An Anonymous Coward writes:
Federal agents have persuaded police officers to scan license plates to gather information about gun-show customers, government emails show, raising questions about how officials monitor constitutionally protected activity.Emails reviewed by The Wall Street Journal show agents with the Immigration and Customs Enforcement agency crafted a plan in 2010 to use license-plate readers—devices that record the plate numbers of all passing cars—at gun shows in Southern California, including one in Del Mar, not far from the Mexican border.Agents then compared that information to cars that crossed the border, hoping to find gun smugglers, according to the documents and interviews with law-enforcement officials with knowledge of the operation. http://www.wsj.com/articles/gun-show-customers-license-plates-come-under-scrutiny-1475451302
Federal agents have persuaded police officers to scan license plates to gather information about gun-show customers, government emails show, raising questions about how officials monitor constitutionally protected activity.

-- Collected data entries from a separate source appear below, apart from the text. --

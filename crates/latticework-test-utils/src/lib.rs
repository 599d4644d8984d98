//! Test utilities and fixture capabilities for Latticework development.
//!
//! Provides reusable [`Rule`](latticework_space::Rule) and
//! [`StateFactory`](latticework_space::StateFactory) implementations plus
//! small lattice constructors for building test scenarios.

#![forbid(unsafe_code)]
#![allow(missing_docs)]
#![deny(rustdoc::broken_intra_doc_links)]

pub mod factories;
pub mod fixtures;

pub use factories::{ConstantFactory, CoordLabelFactory, SeededRandomFactory};
pub use fixtures::{ConcatRule, CountingRule, FailingRule, NeighborSumRule};

use std::sync::Arc;

use latticework_space::{Boundary, Lattice, LatticeBuilder, LatticeError, Rule};

/// A 1-D lattice whose cells hold `labels` in coordinate order, with
/// `rule` bound to every cell.
pub fn labelled_line(
    labels: &[&str],
    boundary: Boundary,
    rule: Arc<dyn Rule<String>>,
) -> Result<Lattice<String>, LatticeError> {
    let mut builder = LatticeBuilder::new(String::new(), 1)?.with_rule(rule);
    builder.add_dimension(labels.len(), boundary)?;
    let factory = CoordLabelFactory::new(labels.iter().map(|s| s.to_string()).collect());
    builder.finalize_space(&factory)
}

/// A fully cyclic lattice with `dims` axes of `len` cells each.
pub fn torus<S: Clone>(initial: S, len: usize, dims: usize) -> Result<Lattice<S>, LatticeError> {
    let mut builder = LatticeBuilder::new(initial, 1)?;
    for _ in 0..dims {
        builder.add_dimension(len, Boundary::Cyclic)?;
    }
    Ok(builder.into_lattice())
}
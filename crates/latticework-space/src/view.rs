//! Read-only neighbourhood view handed to rules.

use latticework_core::{CellId, CoordVector, HistoryError};

use crate::cell::Cell;
use crate::error::LatticeError;
use crate::lattice::Lattice;
use crate::relation::Relation;

/// A cell together with the lattice it lives in.
///
/// Rules navigate the neighbourhood through this view. It only exposes
/// committed state, which is what makes a calculation phase independent
/// of the order cells are visited in.
pub struct CellRef<'a, S> {
    lattice: &'a Lattice<S>,
    cell: &'a Cell<S>,
}

impl<S> Clone for CellRef<'_, S> {
    fn clone(&self) -> Self {
        *self
    }
}

impl<S> Copy for CellRef<'_, S> {}

impl<'a, S> CellRef<'a, S> {
    pub(crate) fn new(lattice: &'a Lattice<S>, cell: &'a Cell<S>) -> Self {
        Self { lattice, cell }
    }

    /// The viewed cell's handle.
    pub fn id(&self) -> CellId {
        self.cell.id()
    }

    /// The underlying cell.
    pub fn cell(&self) -> &'a Cell<S> {
        self.cell
    }

    /// The lattice the cell belongs to.
    pub fn lattice(&self) -> &'a Lattice<S> {
        self.lattice
    }

    /// The committed state.
    pub fn current(&self) -> &'a S {
        self.cell.current()
    }

    /// The committed state `age` generations ago.
    pub fn state_at(&self, age: usize) -> Result<&'a S, HistoryError> {
        self.cell.state_at(age)
    }

    /// The positional label.
    pub fn coord(&self) -> &'a CoordVector {
        self.cell.coord()
    }

    /// Number of axes.
    pub fn dimension_count(&self) -> usize {
        self.cell.dimension_count()
    }

    /// Neighbour towards lower coordinates on `axis`; `None` at an edge
    /// or past the last axis.
    pub fn previous(&self, axis: usize) -> Option<CellRef<'a, S>> {
        self.follow(self.cell.previous(axis).ok()?)
    }

    /// Neighbour towards higher coordinates on `axis`; `None` at an edge
    /// or past the last axis.
    pub fn next(&self, axis: usize) -> Option<CellRef<'a, S>> {
        self.follow(self.cell.next(axis).ok()?)
    }

    /// Every distinct cell one relation away.
    pub fn neighbors(&self) -> impl Iterator<Item = CellRef<'a, S>> + 'a {
        let lattice = self.lattice;
        self.cell
            .neighbors_around()
            .into_iter()
            .filter_map(move |id| lattice.view(id).ok())
    }

    /// The cell reached by walking `offsets` hops, one entry per axis.
    pub fn relative(&self, offsets: &[i32]) -> Result<CellRef<'a, S>, LatticeError> {
        let id = self.lattice.relative_cell(self.cell.id(), offsets)?;
        self.lattice.view(id)
    }

    fn follow(&self, rel: Relation) -> Option<CellRef<'a, S>> {
        rel.cell().and_then(|id| self.lattice.view(id).ok())
    }
}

Emails reviewed by The Wall Street Journal show agents with the Immigration and Customs Enforcement agency crafted a plan in 2010 to use license-plate readers—devices that record the plate numbers of all passing cars—at gun shows in Southern California, including one in Del Mar, not far from the Mexican border.
Agents then compared that information to cars that crossed the border, hoping to find gun smugglers, according to the documents and interviews with law-enforcement officials with knowledge of the operation.
First they came for the Muslims, and I did not speak out—Because I was not a Muslim.
> There is no reasonable expectation of privacy when you are in public.
That is an archaic assertion. At the time video cameras were larger than washing machines, computers were larger than delivery trucks and both cost significantly more than an entire year's salary. So there actually was an expectation of privacy in public, it was simply inconceivable that pervasive surveillance existed anywhere outside of science fiction. Circumstances have changed, the law needs to change to.
So there used to be an expectation of a good probability of privacy even in public places, but with new technologies, this is fading fast.
This was ensured because folks would not vote for a big enough govt to have staff to watch many given the technology of the time.The question is if a lack of expectation of privacy due to the new technology should be used to justify using the new technology.
The argument that power corrupts the good guys says that this circular argument is a bad idea.But not allowing the new technology handicaps law enforcement in the face of bad guys enabled by technology.
Perhaps the answer is to separate the gathering of information from searching or using it.First something bad has to happen,Then a very limited search of gathered information is permitted to sort out what happened.Given the invasiveness of this search, the 'badness' of the act should control how extensive the search is.This coupled with limiting the time that the information is stored and public disclosure of the searches after time might be a useful compromise.The problem is how to you build a system that can be trusted to do only this?
> Perhaps the answer is to separate the gathering of information from searching or using it.
That's a modern sword of Damocles for ordinary citizens. If the information is there, it will eventually be abused because that's human nature. We've seen exactly that scenario play out where anti-terrorism investigative powers are constantly being expanded for non-terrorist investigations to the point of frivolity even, like getting involved in protecting a Harry Potter book from leaking before release. [bbc.com]
There are only two ways to stop abuse of information: (1) don't collect it or, less effectively (2) make searching it a high-effort task, e.g. all security cameras only store their records locally on-site with the camera and are not networked, so if you want footage you have to hoof to each camera and manually copy the recording. Laws of mean can be changed and violated at will, laws of physics can not.
So are you saying that when you are walking around the grocery store or a county fair or some other public event, you assume that nobody will see what you're doing?
That's what is meant by a reasonable expectation of privacy: Things going on in your living room or your bedroom are different from walking around on the street.
Difference being if I whip out my camera and start recording you at the grocery store, you can see me (notice all those warnings in stores that security cameras are in use), I can see you and we are on somewhat of a parity.
And should I follow you out of the store, make a point to film your plate number, I think a strong case can be made for harassment, and the parallel should be obvious.
You're smart enough to realize the how close this comes to the stasi, but unfortunately are unable to extend even a modicum of concern to those who you disagree with politically.
NO, that is not what I am saying. Did you miss all that stuff about cameras and computers? Because poor reading skills are the only explanation I can come up with that doesn't otherwise point towards you being a total fucking idiot.
Being seen and then forgotten by individual people are the circumstances under which "no expectation of privacy in public" was determined to be a valid concept. Now we are seen by cameras that operate 24x7, never forget and cross reference their memories with thousands and thousands of other cameras at practically no cost.
Circumstances have changed. Ca-fucking-piche?